Marine seismic profiling and shallow marine sand resistivity investigations in Jervis Bay, NSW, Australia*

Julian Vrbancich 1 4 Robert J. Whiteley 2 Don W. Emerson 3
+ Author Affiliations
- Author Affiliations

1 Defence Science and Technology Organisation (DSTO), 13 Garden Street, Eveleigh, NSW 2015, Australia.

2 Coffey Geotechnics Pty Limited, 8/12 Mars Road, Lane Cove West, NSW 2066, Australia.

3 Systems Exploration (NSW) Pty Ltd, Box 6001, Dural Delivery Centre, NSW 2158, Australia.

4 Corresponding author. Email: julian.vrbancich@dsto.defence.gov.au

Exploration Geophysics 42(2) 127-138 https://doi.org/10.1071/EG10037
Submitted: 30 November 2010  Accepted: 19 May 2011   Published: 28 June 2011

Abstract

A marine continuous seismic profiling (CSP) study and a resistivity study of vibrocore samples of shallow marine sands were undertaken in Jervis Bay, NSW, Australia, to characterise the seabed.

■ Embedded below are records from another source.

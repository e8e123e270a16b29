//! Extractors: handler parameters pulled from a [`CourierContext`].
//!
//! Any type implementing [`FromContext`] can be a handler parameter. When
//! extraction fails the handler is skipped for that update.
//!
//! ```rust,ignore
//! async fn on_callback(bot: Bot, query: CallbackQuery) -> ApiResult<bool> {
//!     bot.answer_callback_query(&AnswerCallbackQuery::new(query.id)).await
//! }
//! ```

use std::sync::Arc;

use courier_core::types::{
    CallbackQuery, ChatJoinRequest, ChatMemberUpdated, ChosenInlineResult, InlineQuery, Message,
    Poll, PollAnswer, PreCheckoutQuery, ShippingQuery,
};
use courier_core::{Update, UpdateKind};

use crate::bot::Bot;
use crate::command::Command;
use crate::context::CourierContext;
use crate::error::{ExtractError, ExtractResult};

/// A trait for types that can be extracted from a [`CourierContext`].
pub trait FromContext: Sized {
    /// Attempts to extract this type from the given context.
    fn from_context(ctx: &CourierContext) -> ExtractResult<Self>;
}

/// Optional parameters never cause the handler to be skipped.
impl<T: FromContext> FromContext for Option<T> {
    fn from_context(ctx: &CourierContext) -> ExtractResult<Self> {
        Ok(T::from_context(ctx).ok())
    }
}

impl FromContext for Bot {
    fn from_context(ctx: &CourierContext) -> ExtractResult<Self> {
        Ok(ctx.bot().clone())
    }
}

impl FromContext for Arc<Update> {
    fn from_context(ctx: &CourierContext) -> ExtractResult<Self> {
        Ok(ctx.update().clone())
    }
}

impl FromContext for Command {
    fn from_context(ctx: &CourierContext) -> ExtractResult<Self> {
        ctx.command().cloned().ok_or(ExtractError::NoCommand)
    }
}

/// The message of the update: new, edited, channel post, or the message a
/// callback button was attached to.
impl FromContext for Message {
    fn from_context(ctx: &CourierContext) -> ExtractResult<Self> {
        ctx.update()
            .any_message()
            .cloned()
            .ok_or_else(|| ExtractError::KindMismatch {
                expected: "message",
                got: ctx.update().kind.name(),
            })
    }
}

/// Chat member changes, whether about the bot itself or another member.
impl FromContext for ChatMemberUpdated {
    fn from_context(ctx: &CourierContext) -> ExtractResult<Self> {
        match &ctx.update().kind {
            UpdateKind::MyChatMember(change) | UpdateKind::ChatMember(change) => {
                Ok(change.clone())
            }
            other => Err(ExtractError::KindMismatch {
                expected: "chat_member",
                got: other.name(),
            }),
        }
    }
}

macro_rules! kind_extractor {
    ($($ty:ident => $variant:ident, $name:literal;)*) => {
        $(
            impl FromContext for $ty {
                fn from_context(ctx: &CourierContext) -> ExtractResult<Self> {
                    match &ctx.update().kind {
                        UpdateKind::$variant(payload) => Ok(payload.clone()),
                        other => Err(ExtractError::KindMismatch {
                            expected: $name,
                            got: other.name(),
                        }),
                    }
                }
            }
        )*
    };
}

kind_extractor! {
    InlineQuery => InlineQuery, "inline_query";
    ChosenInlineResult => ChosenInlineResult, "chosen_inline_result";
    CallbackQuery => CallbackQuery, "callback_query";
    ShippingQuery => ShippingQuery, "shipping_query";
    PreCheckoutQuery => PreCheckoutQuery, "pre_checkout_query";
    Poll => Poll, "poll";
    PollAnswer => PollAnswer, "poll_answer";
    ChatJoinRequest => ChatJoinRequest, "chat_join_request";
}

#[cfg(test)]
mod tests {
    use serde_json::json;

    use courier_core::ClientConfig;

    use super::*;

    fn context(update: serde_json::Value) -> CourierContext {
        let bot = Bot::new(ClientConfig::new("1:t")).unwrap();
        let update: Update = serde_json::from_value(update).unwrap();
        CourierContext::new(bot, Arc::new(update))
    }

    fn message_update(text: &str) -> serde_json::Value {
        json!({
            "update_id": 1,
            "message": {
                "message_id": 4,
                "date": 0,
                "chat": {"id": 9, "type": "private"},
                "text": text
            }
        })
    }

    #[test]
    fn extracts_message_and_command() {
        let ctx = context(message_update("/echo hi"));

        let message = Message::from_context(&ctx).unwrap();
        assert_eq!(message.message_id, 4);

        let command = Command::from_context(&ctx).unwrap();
        assert_eq!(command.name, "echo");
        assert_eq!(command.args, "hi");
    }

    #[test]
    fn plain_text_has_no_command() {
        let ctx = context(message_update("hi"));
        assert!(matches!(Command::from_context(&ctx), Err(ExtractError::NoCommand)));
        assert_eq!(Option::<Command>::from_context(&ctx).unwrap(), None);
    }

    #[test]
    fn kind_mismatch_reports_both_kinds() {
        let ctx = context(message_update("hi"));
        match CallbackQuery::from_context(&ctx) {
            Err(ExtractError::KindMismatch { expected, got }) => {
                assert_eq!(expected, "callback_query");
                assert_eq!(got, "message");
            }
            other => panic!("unexpected: {other:?}"),
        }
    }

    #[test]
    fn callback_query_and_its_message() {
        let ctx = context(json!({
            "update_id": 2,
            "callback_query": {
                "id": "cb1",
                "from": {"id": 3, "is_bot": false, "first_name": "Ann"},
                "chat_instance": "ci",
                "data": "press",
                "message": {
                    "message_id": 8,
                    "date": 0,
                    "chat": {"id": 9, "type": "private"}
                }
            }
        }));

        let query = CallbackQuery::from_context(&ctx).unwrap();
        assert_eq!(query.id, "cb1");
        assert_eq!(Message::from_context(&ctx).unwrap().message_id, 8);
        assert!(ctx.command().is_none());
    }
}
//! Command tokens carried by message text.

/// Marker that starts a command.
pub const COMMAND_PREFIX: char = '/';

/// A command parsed from message text: `/name args...`.
#[derive(Debug, Clone, PartialEq, Eq)]
pub struct Command {
    /// Name without the prefix. Case-sensitive.
    pub name: String,
    /// Everything after the first run of whitespace, trimmed.
    pub args: String,
}

impl Command {
    /// Parses `text` as a command.
    ///
    /// The name is the token between the prefix and the first whitespace.
    /// Text without the prefix, or with nothing after it, is not a command.
    ///
    /// ```rust
    /// use courier_framework::Command;
    ///
    /// let cmd = Command::parse("/start hello world").unwrap();
    /// assert_eq!(cmd.name, "start");
    /// assert_eq!(cmd.args, "hello world");
    /// assert!(Command::parse("hello").is_none());
    /// ```
    pub fn parse(text: &str) -> Option<Self> {
        let rest = text.strip_prefix(COMMAND_PREFIX)?;
        let (name, args) = match rest.split_once(char::is_whitespace) {
            Some((name, args)) => (name, args.trim()),
            None => (rest, ""),
        };
        if name.is_empty() {
            return None;
        }
        Some(Self {
            name: name.to_string(),
            args: args.to_string(),
        })
    }

    /// The arguments split on whitespace.
    pub fn arg_list(&self) -> Vec<&str> {
        self.args.split_whitespace().collect()
    }
}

The CSP study also included Crookhaven Bight, adjacent to Jervis Bay facing north-east to the ocean. The overall aims were: (i) to estimate sediment thickness, and surficial sediment resistivity (upper 3 m) at selected sites, to explore the features of the bedrock topography; and (ii) combined with upper layer (sea water) parameters that can be accurately measured, to provide a simplified geo-electrical model of the ground (sea water/seabed) to support interpretation of airborne electromagnetic survey data. The results of the CSP studies indicate very dense sands (tighter packing) and variably weathered sandstones, suggesting variable geological conditions below the seabed. The bedrock surface was also highly irregular in places suggesting an erosional pulse(s) under rapidly falling sea levels at various times in the past. Bedrock was found to form the sea floor in some locations and is deeply incised by palaeochannels extending to 62 m below sea level in the Crookhaven Bight and Jervis Bay entrance areas.

The laboratory resistivity values, obtained from four electrode measurements on seawater saturated subsamples, averaged 0.88 Ωm (20°C). Inter- and intra-site changes in mineralogy (shell/sand), grain packing, grain size, grain shape, cohesion, and inferred porosity were thought to be responsible for minor variations in resistivity. Archie Equation plots showed some scatter, but the data indicate a cementation factor of ~1.6 and an average formation factor of 4.3 for the suites of sands. These values are consistent with values cited in the literature.

Key words: bedrock topography, Jervis Bay, marine seismic, sediment resistivity, sediment thickness.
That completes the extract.